Stored data
//! The ZIP archive loader: container file in, mountable tree out.

use std::any::Any;
use std::sync::Arc;

use tracing::{debug, warn};

use canopyfs_core::{
    paths, read_all, ArchiveLoader, ArchiveTree, CaseMode, DirExt, DirHandle, DirNode, FileHandle,
    MemDir, VfsFile,
};

use crate::file::{ZipArchive, ZipMemberFile};
use crate::index::{looks_like_zip, parse};

/// Recognizes ZIP containers and exposes them as directory trees.
///
/// The whole archive is read through the generic file contract — the
/// container may itself live on disk, in memory, or inside another archive,
/// which is what makes nested archives work without special cases. Members
/// carry the archive's bytes and decompress individually on first open.
#[derive(Debug, Clone, Copy, Default)]
pub struct ZipLoader {
    case: CaseMode,
}

impl ZipLoader {
    pub fn new(case: CaseMode) -> Self {
        Self { case }
    }
}

impl ArchiveLoader for ZipLoader {
    fn load(&self, archive: &FileHandle, _opaque: Option<&dyn Any>) -> Option<ArchiveTree> {
        let data = read_all(archive.as_ref())?;
        if !looks_like_zip(&data) {
            return None;
        }
        let index = match parse(&data) {
            Ok(index) => index,
            Err(err) => {
                warn!(archive = archive.full_path(), %err, "zip signature but no index");
                return None;
            }
        };

        let archive_path = archive.full_path().to_string();
        let shared = Arc::new(ZipArchive { data: data.clone() });
        let root: DirHandle = Arc::new(MemDir::new(archive_path.clone(), self.case));

        for entry in index.entries {
            let member = entry.name.trim_end_matches('/');
            if member.is_empty()
                || member.starts_with('/')
                || member.split('/').any(|seg| seg == "..")
            {
                warn!(archive = %archive_path, member = %entry.name, "skipping unsafe member path");
                continue;
            }
            if entry.is_dir() {
                let _ = root.get_dir(member, true);
                continue;
            }
            let parent = paths::parent_path(member).to_string();
            let file: FileHandle = Arc::new(ZipMemberFile::new(
                paths::join(&archive_path, member),
                entry,
                shared.clone(),
            ));
            match root.get_dir(&parent, true) {
                Some(dir) => {
                    dir.add(file, true);
                }
                None => {
                    root.add(file, true);
                }
            }
        }

        debug!(archive = %archive_path, "zip tree built");
        Some(ArchiveTree { root, loader: None })
    }
}

#[cfg(test)]
mod tests {
    use super::*;
    use canopyfs_core::{MemFile, OpenMode, VfsFile};
    use crate::test_util::build_zip;

    fn tree_for(entries: &[(&str, &[u8], bool)]) -> ArchiveTree {
        let data = build_zip(entries);
        let file: FileHandle = Arc::new(MemFile::with_content("pack.zip", data));
        ZipLoader::default().load(&file, None).unwrap()
    }

    #[test]
    fn test_tree_shape_and_paths() {
        let tree = tree_for(&[
            ("top.txt", b"t", false),
            ("sub/inner/deep.txt", b"d", true),
        ]);
        assert_eq!(tree.root.full_path(), "pack.zip");

        let f = tree.root.get_file("sub/inner/deep.txt").unwrap();
        assert_eq!(f.full_path(), "pack.zip/sub/inner/deep.txt");
        assert_eq!(f.backend(), "zip");
        assert!(f.open(OpenMode::Read));
        let mut buf = [0u8; 1];
        assert_eq!(f.read(&mut buf), 1);
        assert_eq!(&buf, b"d");
    }

    #[test]
    fn test_non_zip_is_declined() {
        let file: FileHandle = Arc::new(MemFile::with_content("notes.txt", &b"not an archive"[..]));
        assert!(ZipLoader::default().load(&file, None).is_none());
    }

    #[test]
    fn test_unsafe_members_skipped() {
        let tree = tree_for(&[("../escape.txt", b"x", false), ("ok.txt", b"y", false)]);
        assert!(tree.root.get_file("ok.txt").is_some());
        assert!(tree.root.get_file("../escape.txt").is_none());
        let names: Vec<String> =
            tree.root.files(canopyfs_core::IterMode::Snapshot).map(|(n, _)| n).collect();
        assert_eq!(names, vec!["ok.txt".to_string()]);
    }
}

-- Assignment --
Look through the data and gather every line with the string "unwrap" in it.

-- Solution for this problem --
        ZipLoader::default().load(&file, None).unwrap()
        let f = tree.root.get_file("sub/inner/deep.txt").unwrap();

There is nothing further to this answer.